Troubled by and dissatisfied with industrialization in particular and capitalism in general, Thoreau sought a simpler life, a closer relationship with nature. It was around this time that he met Ralph Waldo Emerson, who became both a mentor and a conduit to people like journalist/women’s rights advocate Margaret Fuller, writer Nathaniel Hawthorne, and writer/teacher/reformer Bronson Alcott. These Transcendentalists believed that all nature and humanity are divine without resort to organized religion, which they saw as corrupt. It was a philosophy that dovetailed closely with Thoreau’s own views.
Thoreau cobbled together a living by tutoring Emerson’s children and other odd jobs while seeking out any and every connection that could help get his writing published. He was a prolific writer (he left thousands of pages of unpublished manuscripts at his death), but only fifteen of his essays and two of his books found their way into print in his lifetime. One of these was Walden, a recounting of the two years he spent living in a self-built shack in the woods. As Thoreau wrote:
I went to the woods because I wished to live deliberately, to front only the essential facts of life, and see if I could not learn what it had to teach, and not, when I came to die, discover that I had not lived …
Walden received little attention at its publication. People had a hard time understanding this man who lived outside the usual conventions of ambition, a man who lived by his own lights. But after Thoreau’s death, the book became a classic that has informed environmentalists, philosophers, and writers like Tolstoy. His essay On Civil Disobedience, which champions nonviolent dissent, influenced both Gandhi and Martin Luther King Jr.
You Are a Ming Vase
As these stories show, failure to achieve recognition during one’s life—to be publicly validated—has dogged some of history’s greatest talents. Even J.S. Bach’s compositions were little known in his day because music publishers didn’t feel they were worth the high cost of printing. So Bach, at his death, was regarded merely as a skilled organ player. His music only became known in the following century when Felix Mendelssohn reintroduced his “Passion According to St. Matthew.”

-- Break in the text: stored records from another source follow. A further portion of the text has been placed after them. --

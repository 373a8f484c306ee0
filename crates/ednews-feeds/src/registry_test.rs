use async_trait::async_trait;
use ednews_core::{parse_sources, Entry};
use ednews_crossref::{CrossrefConfig, DoiCache};

use super::*;
use crate::error::FeedError;
use crate::processor::{FetchContext, PostContext};

struct Named(&'static str);

#[async_trait]
impl Preprocessor for Named {
    fn name(&self) -> &str {
        self.0
    }

    async fn fetch(&self, _ctx: &FetchContext) -> Result<Vec<Entry>, FeedError> {
        Ok(Vec::new())
    }
}

#[async_trait]
impl EntryPostprocessor for Named {
    fn name(&self) -> &str {
        self.0
    }

    async fn run(
        &self,
        _entries: &[Entry],
        _ctx: &PostContext,
    ) -> Result<Option<Vec<Entry>>, FeedError> {
        Ok(None)
    }
}

fn crossref() -> CrossrefClient {
    CrossrefClient::new(&CrossrefConfig::default(), DoiCache::new()).expect("client builds")
}

#[test]
fn legacy_only_name_resolves_to_legacy() {
    let mut registry = ProcessorRegistry::new();
    registry.register_legacy_preprocessor("scholar_feed_processor", Arc::new(Named("legacy")));

    let resolved = registry.resolve_preprocessor("scholar").expect("legacy alias");
    assert_eq!(resolved.name(), "legacy");
    let exact = registry
        .resolve_preprocessor("scholar_feed_processor")
        .expect("legacy name");
    assert_eq!(exact.name(), "legacy");
}

#[test]
fn modern_name_wins_over_legacy() {
    let mut registry = ProcessorRegistry::new();
    registry.register_legacy_preprocessor("scholar", Arc::new(Named("legacy")));
    registry.register_preprocessor("scholar", Arc::new(Named("modern")));
    registry.register_legacy_postprocessor("scholar", Arc::new(Named("legacy-post")));
    registry.register_postprocessor("scholar", Arc::new(Named("modern-post")));

    assert_eq!(registry.resolve_preprocessor("scholar").unwrap().name(), "modern");
    assert_eq!(registry.resolve_postprocessor("scholar").unwrap().name(), "modern-post");
}

#[test]
fn legacy_postprocessor_alias() {
    let mut registry = ProcessorRegistry::new();
    registry.register_legacy_postprocessor("scholar_enricher", Arc::new(Named("legacy-post")));
    let resolved = registry.resolve_postprocessor("scholar").expect("alias");
    assert!(matches!(resolved, Postprocessor::InMemory(_)));
    assert_eq!(resolved.name(), "legacy-post");
}

#[test]
fn builtin_crossref_prefers_the_db_variant() {
    let registry = ProcessorRegistry::with_builtins(&crossref());
    assert!(matches!(
        registry.resolve_postprocessor("crossref"),
        Some(Postprocessor::Db(_))
    ));
    assert!(matches!(
        registry.resolve_postprocessor("crossref_enricher"),
        Some(Postprocessor::InMemory(_))
    ));
    assert_eq!(
        registry.resolve_preprocessor("crossref").map(|p| p.name().to_owned()),
        Some("crossref_feed_processor".to_owned())
    );
    assert!(registry.resolve_preprocessor("html-list").unwrap().accepts_page_url());
    assert!(!registry.resolve_preprocessor("rss").unwrap().accepts_page_url());
}

#[test]
fn resolve_sources_builds_every_chain() {
    let file = parse_sources(
        r#"{"feeds": {
            "aerj": {"feed": "https://example.org/aerj.rss", "processor": ["rss", "crossref"]},
            "district": {"link": "https://news.example.org", "processor": "html-list"},
            "plain": {"feed": "https://example.org/plain.rss"}
        }}"#,
        "test",
    )
    .unwrap();
    let resolved = resolve_sources(&file, &ProcessorRegistry::with_builtins(&crossref())).unwrap();

    assert_eq!(resolved.len(), 3);
    let aerj = &resolved[0];
    assert_eq!(aerj.source.key, "aerj");
    assert_eq!(aerj.pre.len(), 1);
    assert_eq!(aerj.post.len(), 1);
    assert_eq!(resolved[1].pre[0].name(), "html-list");
    assert_eq!(resolved[2].pre[0].name(), "rss");
    assert!(resolved[2].post.is_empty());
}

#[test]
fn unknown_processor_fails_resolution() {
    let file = parse_sources(
        r#"{"feeds": {"x": {"feed": "https://example.org", "processor": {"pre": "rss", "post": "nope"}}}}"#,
        "test",
    )
    .unwrap();
    let err = resolve_sources(&file, &ProcessorRegistry::with_builtins(&crossref())).unwrap_err();
    match err {
        ConfigError::UnknownProcessor {
            kind,
            name,
            source_key,
        } => {
            assert_eq!(kind, ProcessorKind::Post);
            assert_eq!(name, "nope");
            assert_eq!(source_key, "x");
        }
        other => panic!("expected UnknownProcessor, got {other:?}"),
    }
}
//! Crossref metadata enrichment: DOI lookup by title, work metadata, and
//! the helpers used to find DOIs inside feed entries.

pub mod cache;
pub mod client;
pub mod dates;
pub mod doi;
pub mod error;
pub(crate) mod retry;

pub use cache::DoiCache;
pub use client::{CrossrefClient, CrossrefConfig, JournalWork, JournalWorksQuery, WorkMetadata};
pub use dates::normalize_date_parts;
pub use doi::{
    doi_matches_publication, extract_doi_from_entry, extract_doi_from_text, normalize_doi,
    title_suitable_for_lookup,
};
pub use error::CrossrefError;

But lack of validation did not lessen the significance Bach’s music or Galileo’s contributions to science. It did not mar the enduring beauty of Van Gogh’s paintings. To accept the judgment of others as a true measure of our merits is to place what is most valuable into indifferent hands. You wouldn’t give a careless stranger your Ming vase to hold.
If you believe in your ideas, if you are passionate about your work, don’t be discouraged by what’s trending, what’s profitable, what’s status quo. Keep going. In your lifetime, you must be the final arbiter.